The response must contain every line below in which "ImportIntensity" appears.

---

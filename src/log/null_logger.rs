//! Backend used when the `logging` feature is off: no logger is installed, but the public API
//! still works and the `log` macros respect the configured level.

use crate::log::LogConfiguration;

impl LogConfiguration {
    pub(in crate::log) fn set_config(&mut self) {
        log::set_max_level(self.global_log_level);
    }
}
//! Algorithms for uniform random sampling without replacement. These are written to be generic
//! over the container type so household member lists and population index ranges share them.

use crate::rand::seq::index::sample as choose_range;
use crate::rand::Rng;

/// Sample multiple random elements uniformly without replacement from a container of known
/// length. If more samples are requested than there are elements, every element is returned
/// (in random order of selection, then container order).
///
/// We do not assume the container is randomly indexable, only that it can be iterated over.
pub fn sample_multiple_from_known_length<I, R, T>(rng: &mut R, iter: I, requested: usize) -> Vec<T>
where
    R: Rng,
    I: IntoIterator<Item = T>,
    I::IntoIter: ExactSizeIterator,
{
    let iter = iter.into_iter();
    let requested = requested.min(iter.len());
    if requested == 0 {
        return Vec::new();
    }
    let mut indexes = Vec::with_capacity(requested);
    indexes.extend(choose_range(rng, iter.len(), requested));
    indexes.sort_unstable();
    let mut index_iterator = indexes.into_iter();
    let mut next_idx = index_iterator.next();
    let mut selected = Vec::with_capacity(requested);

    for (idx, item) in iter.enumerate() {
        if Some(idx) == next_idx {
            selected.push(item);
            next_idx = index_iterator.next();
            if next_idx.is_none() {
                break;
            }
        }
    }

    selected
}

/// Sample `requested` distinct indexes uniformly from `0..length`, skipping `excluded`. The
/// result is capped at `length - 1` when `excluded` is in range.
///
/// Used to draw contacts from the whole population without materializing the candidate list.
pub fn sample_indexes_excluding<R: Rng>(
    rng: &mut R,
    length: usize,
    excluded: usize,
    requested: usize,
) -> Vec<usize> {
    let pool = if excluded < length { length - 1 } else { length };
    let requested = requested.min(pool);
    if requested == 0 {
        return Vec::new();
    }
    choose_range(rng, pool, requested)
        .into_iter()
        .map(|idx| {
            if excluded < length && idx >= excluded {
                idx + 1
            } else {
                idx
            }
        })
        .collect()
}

---

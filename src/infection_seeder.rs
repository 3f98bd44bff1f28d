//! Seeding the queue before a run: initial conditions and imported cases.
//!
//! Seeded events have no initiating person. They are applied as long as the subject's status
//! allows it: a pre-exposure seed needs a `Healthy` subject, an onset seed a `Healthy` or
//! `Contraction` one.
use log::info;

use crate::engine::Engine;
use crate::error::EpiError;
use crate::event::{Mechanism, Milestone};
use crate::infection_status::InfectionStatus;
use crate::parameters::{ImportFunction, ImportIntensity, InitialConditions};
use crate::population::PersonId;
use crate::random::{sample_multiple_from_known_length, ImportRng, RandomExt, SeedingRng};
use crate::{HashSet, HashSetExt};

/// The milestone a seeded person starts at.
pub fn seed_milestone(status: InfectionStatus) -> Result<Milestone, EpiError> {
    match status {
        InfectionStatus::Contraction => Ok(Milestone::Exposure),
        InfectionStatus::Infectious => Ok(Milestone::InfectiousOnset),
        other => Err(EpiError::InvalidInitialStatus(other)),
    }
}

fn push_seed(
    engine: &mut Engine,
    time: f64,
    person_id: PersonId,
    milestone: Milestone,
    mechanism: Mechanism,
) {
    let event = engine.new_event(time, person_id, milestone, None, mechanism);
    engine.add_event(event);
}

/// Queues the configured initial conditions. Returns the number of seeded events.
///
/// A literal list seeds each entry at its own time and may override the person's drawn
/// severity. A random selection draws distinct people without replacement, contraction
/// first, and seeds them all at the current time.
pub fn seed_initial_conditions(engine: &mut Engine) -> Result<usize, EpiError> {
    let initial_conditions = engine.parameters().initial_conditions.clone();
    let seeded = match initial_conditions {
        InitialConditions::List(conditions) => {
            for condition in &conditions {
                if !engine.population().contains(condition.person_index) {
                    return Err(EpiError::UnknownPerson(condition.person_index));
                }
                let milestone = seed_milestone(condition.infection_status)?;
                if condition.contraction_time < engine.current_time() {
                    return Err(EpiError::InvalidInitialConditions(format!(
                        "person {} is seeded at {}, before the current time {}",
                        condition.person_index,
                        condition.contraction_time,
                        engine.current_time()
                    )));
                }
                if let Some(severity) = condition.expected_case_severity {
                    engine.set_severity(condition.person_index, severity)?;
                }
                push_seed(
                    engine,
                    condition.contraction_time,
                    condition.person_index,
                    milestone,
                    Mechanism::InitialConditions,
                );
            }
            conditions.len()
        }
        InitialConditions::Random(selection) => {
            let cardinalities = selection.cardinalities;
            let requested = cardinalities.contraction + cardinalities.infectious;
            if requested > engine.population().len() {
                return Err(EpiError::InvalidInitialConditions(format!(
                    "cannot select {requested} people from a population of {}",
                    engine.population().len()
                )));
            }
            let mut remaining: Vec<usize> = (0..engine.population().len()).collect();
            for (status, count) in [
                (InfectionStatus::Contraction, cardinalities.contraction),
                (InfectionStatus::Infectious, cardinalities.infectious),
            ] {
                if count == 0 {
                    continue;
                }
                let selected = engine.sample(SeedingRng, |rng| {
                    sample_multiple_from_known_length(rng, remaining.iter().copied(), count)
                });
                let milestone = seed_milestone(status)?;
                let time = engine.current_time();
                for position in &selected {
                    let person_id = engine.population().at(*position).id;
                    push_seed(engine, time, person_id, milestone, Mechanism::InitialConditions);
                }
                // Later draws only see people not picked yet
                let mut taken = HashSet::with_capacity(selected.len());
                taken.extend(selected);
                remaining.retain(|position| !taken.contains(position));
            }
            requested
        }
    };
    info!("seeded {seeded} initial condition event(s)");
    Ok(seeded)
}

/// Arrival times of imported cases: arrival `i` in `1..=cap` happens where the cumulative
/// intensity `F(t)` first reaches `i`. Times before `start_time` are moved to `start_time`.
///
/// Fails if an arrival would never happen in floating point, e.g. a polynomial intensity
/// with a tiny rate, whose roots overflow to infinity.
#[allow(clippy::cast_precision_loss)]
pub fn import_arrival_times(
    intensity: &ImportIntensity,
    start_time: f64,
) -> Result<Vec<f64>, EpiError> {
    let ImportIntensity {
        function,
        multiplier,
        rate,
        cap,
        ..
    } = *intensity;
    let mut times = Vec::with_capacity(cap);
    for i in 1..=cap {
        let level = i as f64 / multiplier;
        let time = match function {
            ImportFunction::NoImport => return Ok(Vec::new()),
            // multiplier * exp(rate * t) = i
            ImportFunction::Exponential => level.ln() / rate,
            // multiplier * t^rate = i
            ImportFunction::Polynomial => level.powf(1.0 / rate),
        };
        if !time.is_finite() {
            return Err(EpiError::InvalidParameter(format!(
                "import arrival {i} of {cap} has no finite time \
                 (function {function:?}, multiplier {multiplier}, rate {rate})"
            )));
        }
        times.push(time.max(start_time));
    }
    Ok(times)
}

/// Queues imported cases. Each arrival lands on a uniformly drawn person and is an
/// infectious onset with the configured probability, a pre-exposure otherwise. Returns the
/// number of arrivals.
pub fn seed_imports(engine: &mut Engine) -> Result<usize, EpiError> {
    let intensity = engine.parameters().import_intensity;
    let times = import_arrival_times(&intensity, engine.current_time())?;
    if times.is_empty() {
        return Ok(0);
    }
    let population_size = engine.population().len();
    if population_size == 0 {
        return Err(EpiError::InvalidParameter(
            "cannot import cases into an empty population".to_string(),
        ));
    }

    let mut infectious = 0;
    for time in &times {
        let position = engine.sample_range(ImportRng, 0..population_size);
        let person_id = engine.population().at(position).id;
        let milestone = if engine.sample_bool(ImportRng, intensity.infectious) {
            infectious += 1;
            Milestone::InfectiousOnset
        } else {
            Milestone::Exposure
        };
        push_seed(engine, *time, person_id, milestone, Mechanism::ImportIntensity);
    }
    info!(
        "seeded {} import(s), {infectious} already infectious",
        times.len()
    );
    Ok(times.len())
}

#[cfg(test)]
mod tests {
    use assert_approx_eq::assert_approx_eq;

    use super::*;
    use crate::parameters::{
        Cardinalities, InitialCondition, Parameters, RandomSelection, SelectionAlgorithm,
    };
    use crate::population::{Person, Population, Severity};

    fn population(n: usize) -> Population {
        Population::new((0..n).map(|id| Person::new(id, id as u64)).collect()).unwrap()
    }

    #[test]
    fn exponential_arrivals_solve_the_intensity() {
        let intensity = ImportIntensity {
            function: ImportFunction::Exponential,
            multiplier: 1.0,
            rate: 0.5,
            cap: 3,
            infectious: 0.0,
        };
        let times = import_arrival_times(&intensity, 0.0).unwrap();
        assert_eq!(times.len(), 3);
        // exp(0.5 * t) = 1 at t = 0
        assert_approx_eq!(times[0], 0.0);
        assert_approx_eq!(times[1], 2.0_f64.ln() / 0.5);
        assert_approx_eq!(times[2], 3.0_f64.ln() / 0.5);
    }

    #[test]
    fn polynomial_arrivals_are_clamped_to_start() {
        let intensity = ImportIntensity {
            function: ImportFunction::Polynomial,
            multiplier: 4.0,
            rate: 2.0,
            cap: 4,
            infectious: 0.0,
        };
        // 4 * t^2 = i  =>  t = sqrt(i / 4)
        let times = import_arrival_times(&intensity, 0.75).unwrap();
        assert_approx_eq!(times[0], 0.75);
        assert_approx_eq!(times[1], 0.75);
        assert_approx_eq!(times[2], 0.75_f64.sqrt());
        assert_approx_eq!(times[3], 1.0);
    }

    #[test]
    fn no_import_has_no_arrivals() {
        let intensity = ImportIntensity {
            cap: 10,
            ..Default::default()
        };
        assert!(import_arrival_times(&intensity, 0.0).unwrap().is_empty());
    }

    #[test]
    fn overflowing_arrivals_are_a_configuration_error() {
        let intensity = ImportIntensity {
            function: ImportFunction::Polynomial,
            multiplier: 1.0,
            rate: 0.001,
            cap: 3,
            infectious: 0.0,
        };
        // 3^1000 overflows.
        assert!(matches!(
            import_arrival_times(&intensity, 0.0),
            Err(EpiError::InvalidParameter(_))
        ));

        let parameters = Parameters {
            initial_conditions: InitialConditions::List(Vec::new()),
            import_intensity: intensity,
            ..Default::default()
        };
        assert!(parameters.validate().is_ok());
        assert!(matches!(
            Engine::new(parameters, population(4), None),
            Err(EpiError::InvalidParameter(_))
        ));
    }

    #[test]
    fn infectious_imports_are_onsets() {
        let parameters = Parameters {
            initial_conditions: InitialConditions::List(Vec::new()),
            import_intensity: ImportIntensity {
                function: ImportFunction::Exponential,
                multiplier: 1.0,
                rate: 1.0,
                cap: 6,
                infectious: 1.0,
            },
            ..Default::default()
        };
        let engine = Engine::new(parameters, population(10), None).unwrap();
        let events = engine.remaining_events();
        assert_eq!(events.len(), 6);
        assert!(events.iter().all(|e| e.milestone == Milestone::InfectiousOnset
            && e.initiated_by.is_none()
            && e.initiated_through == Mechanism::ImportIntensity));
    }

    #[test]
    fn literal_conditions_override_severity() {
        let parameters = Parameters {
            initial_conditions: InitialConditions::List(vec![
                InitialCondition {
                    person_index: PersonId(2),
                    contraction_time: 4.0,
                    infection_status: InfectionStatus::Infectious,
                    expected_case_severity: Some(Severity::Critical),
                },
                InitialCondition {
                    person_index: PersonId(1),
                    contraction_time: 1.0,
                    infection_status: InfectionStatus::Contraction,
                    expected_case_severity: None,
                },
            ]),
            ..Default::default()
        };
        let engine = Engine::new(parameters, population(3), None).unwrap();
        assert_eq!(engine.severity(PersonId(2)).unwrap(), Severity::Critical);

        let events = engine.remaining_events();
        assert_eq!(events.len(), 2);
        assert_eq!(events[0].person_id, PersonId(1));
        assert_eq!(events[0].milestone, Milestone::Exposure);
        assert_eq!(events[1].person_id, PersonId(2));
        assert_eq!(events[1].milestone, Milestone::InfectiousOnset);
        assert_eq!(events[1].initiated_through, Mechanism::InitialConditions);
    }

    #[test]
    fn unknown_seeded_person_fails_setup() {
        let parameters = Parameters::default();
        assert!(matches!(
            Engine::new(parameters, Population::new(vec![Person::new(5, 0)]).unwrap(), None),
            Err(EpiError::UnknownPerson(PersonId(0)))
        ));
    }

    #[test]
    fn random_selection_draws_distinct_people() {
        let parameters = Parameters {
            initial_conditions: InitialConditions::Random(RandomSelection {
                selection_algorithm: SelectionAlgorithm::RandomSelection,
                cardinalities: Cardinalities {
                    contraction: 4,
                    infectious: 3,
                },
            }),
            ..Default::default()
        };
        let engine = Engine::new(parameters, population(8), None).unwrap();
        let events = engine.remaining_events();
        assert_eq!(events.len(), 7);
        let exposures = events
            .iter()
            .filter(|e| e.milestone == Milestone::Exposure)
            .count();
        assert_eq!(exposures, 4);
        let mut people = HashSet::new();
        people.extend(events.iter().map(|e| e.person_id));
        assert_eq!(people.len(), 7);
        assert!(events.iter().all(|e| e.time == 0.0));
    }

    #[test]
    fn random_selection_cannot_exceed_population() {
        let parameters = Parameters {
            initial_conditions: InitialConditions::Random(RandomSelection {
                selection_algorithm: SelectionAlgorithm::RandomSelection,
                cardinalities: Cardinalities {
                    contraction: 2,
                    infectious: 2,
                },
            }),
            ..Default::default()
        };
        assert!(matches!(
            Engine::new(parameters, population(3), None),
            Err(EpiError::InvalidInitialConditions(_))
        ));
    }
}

---

### Task solution:
use crate::parameters::{ImportFunction, ImportIntensity, InitialConditions};
    intensity: &ImportIntensity,
    let ImportIntensity {
        push_seed(engine, *time, person_id, milestone, Mechanism::ImportIntensity);
        let intensity = ImportIntensity {
        let intensity = ImportIntensity {
        let intensity = ImportIntensity {
        let intensity = ImportIntensity {
            import_intensity: ImportIntensity {
            && e.initiated_through == Mechanism::ImportIntensity));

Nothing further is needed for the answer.